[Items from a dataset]
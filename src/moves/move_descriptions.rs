//! Packed move representation.
//!
//! Layout of the 16-bit word:
//! - bits 0-5: from-square
//! - bits 6-11: to-square
//! - bits 12-13: promotion kind (knight, bishop, rook, queen)
//! - bits 14-15: special flag (none, promotion, en-passant, castle)
//!
//! Castling is encoded as the king's own two-square move.

use std::fmt;

use crate::game_state::chess_types::{PieceKind, Square};
use crate::utils::algebraic::square_name;

const FROM_SHIFT: u16 = 0;
const TO_SHIFT: u16 = 6;
const PROMOTION_SHIFT: u16 = 12;
const FLAG_SHIFT: u16 = 14;

const SQUARE_MASK: u16 = 0x3F;
const PROMOTION_MASK: u16 = 0x3;
const FLAG_MASK: u16 = 0x3;

#[derive(Debug, Clone, Copy, PartialEq, Eq, Hash)]
pub enum MoveFlag {
    Normal,
    Promotion,
    EnPassant,
    Castle,
}

impl MoveFlag {
    #[inline]
    const fn code(self) -> u16 {
        match self {
            MoveFlag::Normal => 0,
            MoveFlag::Promotion => 1,
            MoveFlag::EnPassant => 2,
            MoveFlag::Castle => 3,
        }
    }

    #[inline]
    const fn from_code(code: u16) -> Self {
        match code & FLAG_MASK {
            0 => MoveFlag::Normal,
            1 => MoveFlag::Promotion,
            2 => MoveFlag::EnPassant,
            _ => MoveFlag::Castle,
        }
    }
}

/// Promotion kinds in the order generation emits them.
pub const PROMOTION_KINDS: [PieceKind; 4] = [
    PieceKind::Queen,
    PieceKind::Rook,
    PieceKind::Bishop,
    PieceKind::Knight,
];

#[derive(Clone, Copy, PartialEq, Eq, Hash, Default)]
pub struct Move(u16);

impl Move {
    /// Sentinel for "no move". a1a1 can never be generated.
    pub const NONE: Move = Move(0);

    #[inline]
    pub const fn new(from: Square, to: Square) -> Self {
        Move(((from as u16) << FROM_SHIFT) | ((to as u16) << TO_SHIFT))
    }

    #[inline]
    pub const fn with_flag(from: Square, to: Square, flag: MoveFlag) -> Self {
        Move(Self::new(from, to).0 | (flag.code() << FLAG_SHIFT))
    }

    #[inline]
    pub const fn promotion(from: Square, to: Square, kind: PieceKind) -> Self {
        let code = match kind {
            PieceKind::Knight => 0,
            PieceKind::Bishop => 1,
            PieceKind::Rook => 2,
            _ => 3,
        };
        Move(Self::with_flag(from, to, MoveFlag::Promotion).0 | (code << PROMOTION_SHIFT))
    }

    #[inline]
    pub const fn from_raw(raw: u16) -> Self {
        Move(raw)
    }

    #[inline]
    pub const fn raw(self) -> u16 {
        self.0
    }

    #[inline]
    pub const fn is_none(self) -> bool {
        self.0 == 0
    }

    #[inline]
    pub const fn is_some(self) -> bool {
        self.0 != 0
    }

    #[inline]
    pub const fn from(self) -> Square {
        ((self.0 >> FROM_SHIFT) & SQUARE_MASK) as Square
    }

    #[inline]
    pub const fn to(self) -> Square {
        ((self.0 >> TO_SHIFT) & SQUARE_MASK) as Square
    }

    #[inline]
    pub const fn flag(self) -> MoveFlag {
        MoveFlag::from_code(self.0 >> FLAG_SHIFT)
    }

    #[inline]
    pub const fn is_promotion(self) -> bool {
        matches!(self.flag(), MoveFlag::Promotion)
    }

    #[inline]
    pub const fn is_en_passant(self) -> bool {
        matches!(self.flag(), MoveFlag::EnPassant)
    }

    #[inline]
    pub const fn is_castle(self) -> bool {
        matches!(self.flag(), MoveFlag::Castle)
    }

    /// Promotion kind, or `None` for non-promotions.
    #[inline]
    pub const fn promotion_kind(self) -> Option<PieceKind> {
        if !self.is_promotion() {
            return None;
        }
        Some(match (self.0 >> PROMOTION_SHIFT) & PROMOTION_MASK {
            0 => PieceKind::Knight,
            1 => PieceKind::Bishop,
            2 => PieceKind::Rook,
            _ => PieceKind::Queen,
        })
    }
}

impl fmt::Display for Move {
    /// Four or five character coordinate text, e.g. `e2e4`, `e7e8q`.
    fn fmt(&self, f: &mut fmt::Formatter<'_>) -> fmt::Result {
        if self.is_none() {
            return write!(f, "0000");
        }
        write!(f, "{}{}", square_name(self.from()), square_name(self.to()))?;
        if let Some(kind) = self.promotion_kind() {
            write!(f, "{}", kind.to_char())?;
        }
        Ok(())
    }
}

impl fmt::Debug for Move {
    fn fmt(&self, f: &mut fmt::Formatter<'_>) -> fmt::Result {
        write!(f, "Move({self}, {:?})", self.flag())
    }
}

#[cfg(test)]
mod tests {
    use super::*;

    #[test]
    fn fields_unpack_to_what_was_packed() {
        let mv = Move::promotion(52, 60, PieceKind::Rook);
        assert_eq!(mv.from(), 52);
        assert_eq!(mv.to(), 60);
        assert_eq!(mv.flag(), MoveFlag::Promotion);
        assert_eq!(mv.promotion_kind(), Some(PieceKind::Rook));

        let ep = Move::with_flag(36, 43, MoveFlag::EnPassant);
        assert!(ep.is_en_passant());
        assert_eq!(ep.promotion_kind(), None);
    }

    #[test]
    fn text_form_uses_coordinates_and_lowercase_promotion() {
        assert_eq!(Move::new(12, 28).to_string(), "e2e4");
        assert_eq!(Move::promotion(48, 56, PieceKind::Knight).to_string(), "a7a8n");
        assert_eq!(Move::with_flag(4, 6, MoveFlag::Castle).to_string(), "e1g1");
        assert_eq!(Move::NONE.to_string(), "0000");
    }

    #[test]
    fn none_is_distinct_from_every_real_move() {
        assert!(Move::NONE.is_none());
        assert!(Move::new(0, 1).is_some());
    }
}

- ABOUT THIS TASK -
With no line skipped, copy the entries exactly as written.

- SOLVED EXERCISE -
filename src/moves/move_descriptions.rs
//! Packed move representation.
//!
//! Layout of the 16-bit word:
//! - bits 0-5: from-square
//! - bits 6-11: to-square
//! - bits 12-13: promotion kind (knight, bishop, rook, queen)
//! - bits 14-15: special flag (none, promotion, en-passant, castle)
//!
//! Castling is encoded as the king's own two-square move.

use std::fmt;

use crate::game_state::chess_types::{PieceKind, Square};
use crate::utils::algebraic::square_name;

const FROM_SHIFT: u16 = 0;
const TO_SHIFT: u16 = 6;
const PROMOTION_SHIFT: u16 = 12;
const FLAG_SHIFT: u16 = 14;

const SQUARE_MASK: u16 = 0x3F;
const PROMOTION_MASK: u16 = 0x3;
const FLAG_MASK: u16 = 0x3;

#[derive(Debug, Clone, Copy, PartialEq, Eq, Hash)]
pub enum MoveFlag {
    Normal,
    Promotion,
    EnPassant,
    Castle,
}

impl MoveFlag {
    #[inline]
    const fn code(self) -> u16 {
        match self {
            MoveFlag::Normal => 0,
            MoveFlag::Promotion => 1,
            MoveFlag::EnPassant => 2,
            MoveFlag::Castle => 3,
        }
    }

    #[inline]
    const fn from_code(code: u16) -> Self {
        match code & FLAG_MASK {
            0 => MoveFlag::Normal,
            1 => MoveFlag::Promotion,
            2 => MoveFlag::EnPassant,
            _ => MoveFlag::Castle,
        }
    }
}

/// Promotion kinds in the order generation emits them.
pub const PROMOTION_KINDS: [PieceKind; 4] = [
    PieceKind::Queen,
    PieceKind::Rook,
    PieceKind::Bishop,
    PieceKind::Knight,
];

#[derive(Clone, Copy, PartialEq, Eq, Hash, Default)]
pub struct Move(u16);

impl Move {
    /// Sentinel for "no move". a1a1 can never be generated.
    pub const NONE: Move = Move(0);

    #[inline]
    pub const fn new(from: Square, to: Square) -> Self {
        Move(((from as u16) << FROM_SHIFT) | ((to as u16) << TO_SHIFT))
    }

    #[inline]
    pub const fn with_flag(from: Square, to: Square, flag: MoveFlag) -> Self {
        Move(Self::new(from, to).0 | (flag.code() << FLAG_SHIFT))
    }

    #[inline]
    pub const fn promotion(from: Square, to: Square, kind: PieceKind) -> Self {
        let code = match kind {
            PieceKind::Knight => 0,
            PieceKind::Bishop => 1,
            PieceKind::Rook => 2,
            _ => 3,
        };
        Move(Self::with_flag(from, to, MoveFlag::Promotion).0 | (code << PROMOTION_SHIFT))
    }

    #[inline]
    pub const fn from_raw(raw: u16) -> Self {
        Move(raw)
    }

    #[inline]
    pub const fn raw(self) -> u16 {
        self.0
    }

    #[inline]
    pub const fn is_none(self) -> bool {
        self.0 == 0
    }

    #[inline]
    pub const fn is_some(self) -> bool {
        self.0 != 0
    }

    #[inline]
    pub const fn from(self) -> Square {
        ((self.0 >> FROM_SHIFT) & SQUARE_MASK) as Square
    }

    #[inline]
    pub const fn to(self) -> Square {
        ((self.0 >> TO_SHIFT) & SQUARE_MASK) as Square
    }

    #[inline]
    pub const fn flag(self) -> MoveFlag {
        MoveFlag::from_code(self.0 >> FLAG_SHIFT)
    }

    #[inline]
    pub const fn is_promotion(self) -> bool {
        matches!(self.flag(), MoveFlag::Promotion)
    }

    #[inline]
    pub const fn is_en_passant(self) -> bool {
        matches!(self.flag(), MoveFlag::EnPassant)
    }

    #[inline]
    pub const fn is_castle(self) -> bool {
        matches!(self.flag(), MoveFlag::Castle)
    }

    /// Promotion kind, or `None` for non-promotions.
    #[inline]
    pub const fn promotion_kind(self) -> Option<PieceKind> {
        if !self.is_promotion() {
            return None;
        }
        Some(match (self.0 >> PROMOTION_SHIFT) & PROMOTION_MASK {
            0 => PieceKind::Knight,
            1 => PieceKind::Bishop,
            2 => PieceKind::Rook,
            _ => PieceKind::Queen,
        })
    }
}

impl fmt::Display for Move {
    /// Four or five character coordinate text, e.g. `e2e4`, `e7e8q`.
    fn fmt(&self, f: &mut fmt::Formatter<'_>) -> fmt::Result {
        if self.is_none() {
            return write!(f, "0000");
        }
        write!(f, "{}{}", square_name(self.from()), square_name(self.to()))?;
        if let Some(kind) = self.promotion_kind() {
            write!(f, "{}", kind.to_char())?;
        }
        Ok(())
    }
}

impl fmt::Debug for Move {
    fn fmt(&self, f: &mut fmt::Formatter<'_>) -> fmt::Result {
        write!(f, "Move({self}, {:?})", self.flag())
    }
}

#[cfg(test)]
mod tests {
    use super::*;

    #[test]
    fn fields_unpack_to_what_was_packed() {
        let mv = Move::promotion(52, 60, PieceKind::Rook);
        assert_eq!(mv.from(), 52);
        assert_eq!(mv.to(), 60);
        assert_eq!(mv.flag(), MoveFlag::Promotion);
        assert_eq!(mv.promotion_kind(), Some(PieceKind::Rook));

        let ep = Move::with_flag(36, 43, MoveFlag::EnPassant);
        assert!(ep.is_en_passant());
        assert_eq!(ep.promotion_kind(), None);
    }

    #[test]
    fn text_form_uses_coordinates_and_lowercase_promotion() {
        assert_eq!(Move::new(12, 28).to_string(), "e2e4");
        assert_eq!(Move::promotion(48, 56, PieceKind::Knight).to_string(), "a7a8n");
        assert_eq!(Move::with_flag(4, 6, MoveFlag::Castle).to_string(), "e1g1");
        assert_eq!(Move::NONE.to_string(), "0000");
    }

    #[test]
    fn none_is_distinct_from_every_real_move() {
        assert!(Move::NONE.is_none());
        assert!(Move::new(0, 1).is_some());
    }
}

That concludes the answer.